(c) Claudia Steck
(c) Vitalik Sviridenko
Art Walk, (c) Lucilla Patrizi
Art Walk, (c) Lucilla Patrizi
Art Walk, (c) Lucilla Patrizi
(c) Claudia Steck
Dieser Beitrag ist in Kooperation mit dem komplex – KULTURMAGAZIN entstanden. Das komplex – KULTURMAGAZIN ist ein gemeinnütziger Kulturverein und eine Plattform mit Fokus auf freie Kunst und Kultur in Innsbruck und Umgebung. Auf komplex-kulturmagazin.com erscheinen laufend kulturjournalistische und künstlerische Beiträge, hinzu kommt eine jährliche künstlerische Printpublikation mit kuratierten Inhalten im Rahmen der partizipativen Ausschreibung komPOST. (Instagram)
Das Interview wurde auf Englisch geführt. Das Original findet sich hier.

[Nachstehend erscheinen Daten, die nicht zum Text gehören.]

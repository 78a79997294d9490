//! User feedback after a copy.
//!
//! The core only needs a `show(message, detail)` capability. The CLI prints
//! to stderr; [`NullNotifier`] is used when notifications are switched off.

use crate::clipboard::CopyResult;

/// Transient feedback after a copy: a headline and the copied text.
pub trait Notifier {
    fn show(&mut self, message: &str, detail: &str);
}

/// Writes `message` and the indented `detail` to stderr.
#[derive(Debug, Default)]
pub struct StderrNotifier;

impl Notifier for StderrNotifier {
    fn show(&mut self, message: &str, detail: &str) {
        eprintln!("{}", message);
        if !detail.is_empty() {
            eprintln!("  {}", detail);
        }
    }
}

/// Shows nothing; used when notifications are turned off.
#[derive(Debug, Default)]
pub struct NullNotifier;

impl Notifier for NullNotifier {
    fn show(&mut self, _message: &str, _detail: &str) {}
}

/// `markdown` or `plain text`, as used in messages and logs.
pub fn mode_label(want_markdown: bool) -> &'static str {
    if want_markdown { "markdown" } else { "plain text" }
}

/// Headline for a finished write.
pub fn result_message(result: &CopyResult, want_markdown: bool) -> String {
    if result.succeeded {
        format!("URL copied as {}", mode_label(want_markdown))
    } else {
        "Failed to copy URL".to_string()
    }
}

/// Headline when the clipboard capability is missing.
pub const UNSUPPORTED_MESSAGE: &str = "Clipboard not supported";

#[cfg(test)]
mod tests {
    use super::*;
    use crate::clipboard::CopyMethod;

    fn result(succeeded: bool) -> CopyResult {
        CopyResult {
            text: "https://example.com".into(),
            method: CopyMethod::Fallback,
            succeeded,
        }
    }

    #[test]
    fn success_message_names_the_mode() {
        assert_eq!(result_message(&result(true), true), "URL copied as markdown");
        assert_eq!(result_message(&result(true), false), "URL copied as plain text");
    }

    #[test]
    fn failure_message() {
        assert_eq!(result_message(&result(false), true), "Failed to copy URL");
    }
}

ein Beitrag von Brigitte Egger
Eine neue künstlerische Initiative nimmt in der Region Gestalt an: Motion Mode of Dialogue in Tirol. Gegründet Ende 2023, möchte der Verein visuelle und performative Künste zusammenbringen und dabei eine inklusive, kollaborative Gemeinschaft aufbauen. Mit Sitz in Innsbruck wurde diese junge Plattform von der zeitgenössischen Tänzerin und Choreografin Tamara Maksymenko und der visuellen Künstlerin und Pole-Dancerin Lucilla Patrizi gegründet. Ihre Vision? Einen Raum zu schaffen, in dem Kunst sich bewegen kann – sowohl im wörtlichen als auch im übertragenen Sinne. Motion Mode möchte die Grenzen zwischen den Disziplinen der Kunst aufbrechen und Menschen durch Bewegung und verkörperte künstlerische Erfahrung in den Dialog einladen.

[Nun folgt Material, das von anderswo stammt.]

//! browser-copy-url library crate
//!
//! This crate provides the core of the `browser-copy-url` CLI: copy a page URL
//! as plain text or as a markdown link, with title cleanup for a handful of
//! known sites. It is organized into small modules: `format` (the pure
//! URL/title formatter), `clipboard` (primary write with a scratch-file
//! fallback), `trigger` (key chords and the copy pipeline), `notify` (user
//! feedback), `capabilities` (advisory browser check) and `config`. The binary
//! `src/main.rs` calls `copy_url_lib::run()`.
//!
//! Public API
//!
//! - `run()` — CLI entrypoint used by the binary.
//! - `format::format()` — turn `(url, title, markdown?)` into clipboard text.
//! - `trigger::copy_url()` — format, write and report one invocation.

pub mod capabilities;
pub mod clipboard;
pub mod config;
pub mod format;
pub mod notify;
pub mod trigger;

use anyhow::{Context, Result, bail};
use clap::{ArgAction, Parser, Subcommand};
use tracing::debug;
use tracing_subscriber::{EnvFilter, fmt};

use crate::clipboard::{ClipboardWriter, CommandCopy, NativeClipboard, PrimaryClipboard};
use crate::config::Config;
use crate::notify::{Notifier, NullNotifier, StderrNotifier};
use crate::trigger::{Invocation, KeyChord, Platform, copy_url, resolve_chord, shortcut_hint};

/// Top-level CLI types and runner. Keep `main.rs` thin.
#[derive(Parser, Debug)]
#[command(author, version, about, long_about = None)]
struct Cli {
    #[command(subcommand)]
    command: Commands,

    /// Platform the shortcut is pressed on, e.g. `MacIntel` or `Linux x86_64`
    /// (defaults to this machine)
    #[arg(long = "platform", global = true)]
    platform: Option<String>,

    /// Use this URL instead of the one given; an empty value is ignored
    #[arg(long = "override-url", global = true)]
    override_url: Option<String>,

    /// Log pipeline steps to stderr
    #[arg(short = 'v', long = "verbose", global = true, action = ArgAction::SetTrue)]
    verbose: bool,
}

#[derive(Subcommand, Debug)]
enum Commands {
    /// Copy a URL to the clipboard
    Copy {
        /// Page URL
        url: String,

        /// Page title, used for markdown links
        #[arg(short = 't', long = "title", default_value = "")]
        title: String,

        /// Copy as a markdown link
        #[arg(short = 'm', long = "markdown", action = ArgAction::SetTrue, conflicts_with = "plain")]
        markdown: bool,

        /// Copy the bare URL
        #[arg(short = 'p', long = "plain", action = ArgAction::SetTrue)]
        plain: bool,
    },
    /// Print the text that would be copied, without touching the clipboard
    Format {
        url: String,
        #[arg(short = 't', long = "title", default_value = "")]
        title: String,
        #[arg(short = 'm', long = "markdown", action = ArgAction::SetTrue)]
        markdown: bool,
    },
    /// Copy as if a keyboard shortcut (e.g. Ctrl+Shift+C) had been pressed
    Key {
        /// Key chord such as `Cmd+Shift+C`
        chord: String,
        url: String,
        #[arg(short = 't', long = "title", default_value = "")]
        title: String,
    },
    /// Report clipboard support and browser version warnings
    Check {
        /// Browser user-agent string to inspect
        #[arg(long = "user-agent", default_value = "")]
        user_agent: String,
    },
}

fn init_logging(verbose: bool) {
    let default = if verbose { "info" } else { "warn" };
    fmt()
        .with_env_filter(EnvFilter::try_from_default_env().unwrap_or_else(|_| EnvFilter::new(default)))
        .with_writer(std::io::stderr)
        .init();
}

fn system_writer(config: &Config) -> ClipboardWriter<NativeClipboard, CommandCopy> {
    let fallback = config
        .fallback_command
        .as_deref()
        .and_then(CommandCopy::from_argv)
        .unwrap_or_else(CommandCopy::platform_default);
    debug!(program = fallback.program(), "fallback copy command");

    let writer = ClipboardWriter::new(NativeClipboard, fallback);
    match &config.scratch_dir {
        Some(dir) => writer.with_scratch_dir(dir),
        None => writer,
    }
}

/// Run one invocation against the system clipboard. Prints the copied text on
/// success and fails when nothing could be copied.
fn perform(config: &Config, invocation: &Invocation) -> Result<()> {
    let mut writer = system_writer(config);
    let mut notifier: Box<dyn Notifier> = if config.notify {
        Box::new(StderrNotifier)
    } else {
        Box::new(NullNotifier)
    };

    let result = copy_url(invocation, &mut writer, notifier.as_mut())
        .context("Failed to copy URL")?;
    if !result.succeeded {
        bail!("Failed to copy URL: all copy methods failed");
    }
    println!("{}", result.text);
    Ok(())
}

/// Run the browser-copy-url CLI.
///
/// Parses arguments, sets up logging and loads the optional config file, then
/// dispatches:
/// - `copy` — format the URL and place it on the clipboard.
/// - `format` — print the formatted text only.
/// - `key` — resolve a key chord for the platform to a copy mode, then copy.
/// - `check` — report clipboard support and user-agent warnings.
///
/// Example:
///
/// ```no_run
/// copy_url_lib::run().unwrap(); // called from src/main.rs
/// ```
pub fn run() -> Result<()> {
    let cli = Cli::parse();
    init_logging(cli.verbose);

    let config = Config::load()?;
    let platform = cli
        .platform
        .as_deref()
        .map(Platform::from_platform_string)
        .unwrap_or_else(Platform::current);
    debug!(?platform, ?config, "starting");

    match cli.command {
        Commands::Copy {
            url,
            title,
            markdown,
            plain,
        } => {
            let want_markdown = if markdown || plain { markdown } else { config.markdown };
            let invocation =
                Invocation::new(url, title, want_markdown).with_override_url(cli.override_url);
            perform(&config, &invocation)
        }
        Commands::Format {
            url,
            title,
            markdown,
        } => {
            let invocation = Invocation::new(url, title, markdown).with_override_url(cli.override_url);
            println!("{}", invocation.request().format());
            Ok(())
        }
        Commands::Key { chord, url, title } => {
            let parsed: KeyChord = chord.parse()?;
            let Some(want_markdown) = resolve_chord(&parsed, platform) else {
                bail!("{} is not bound. {}", chord, shortcut_hint(platform));
            };
            let invocation =
                Invocation::new(url, title, want_markdown).with_override_url(cli.override_url);
            perform(&config, &invocation)
        }
        Commands::Check { user_agent } => {
            let available = NativeClipboard.is_available();
            let caps = capabilities::classify(&user_agent, available);
            println!("Supported: {}", if caps.supported { "yes" } else { "no" });
            for w in &caps.warnings {
                println!("warning: {}", w);
            }
            if caps.supported {
                println!("{}", shortcut_hint(platform));
            }
            Ok(())
        }
    }
}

Tamara Maksymenko tanzt seit ihrer frühen Kindheit. Mit über 30 Jahren Erfahrung in zeitgenössischem Tanz und Kontaktimprovisation hat sie Workshops und Aufführungen in vielen Ländern rund um den Globus geleitet. Neben ihrer Tanzausbildung studierte sie auch Körpertherapie und Soziologie, was ihre Lehr- und Schaffensweise prägt.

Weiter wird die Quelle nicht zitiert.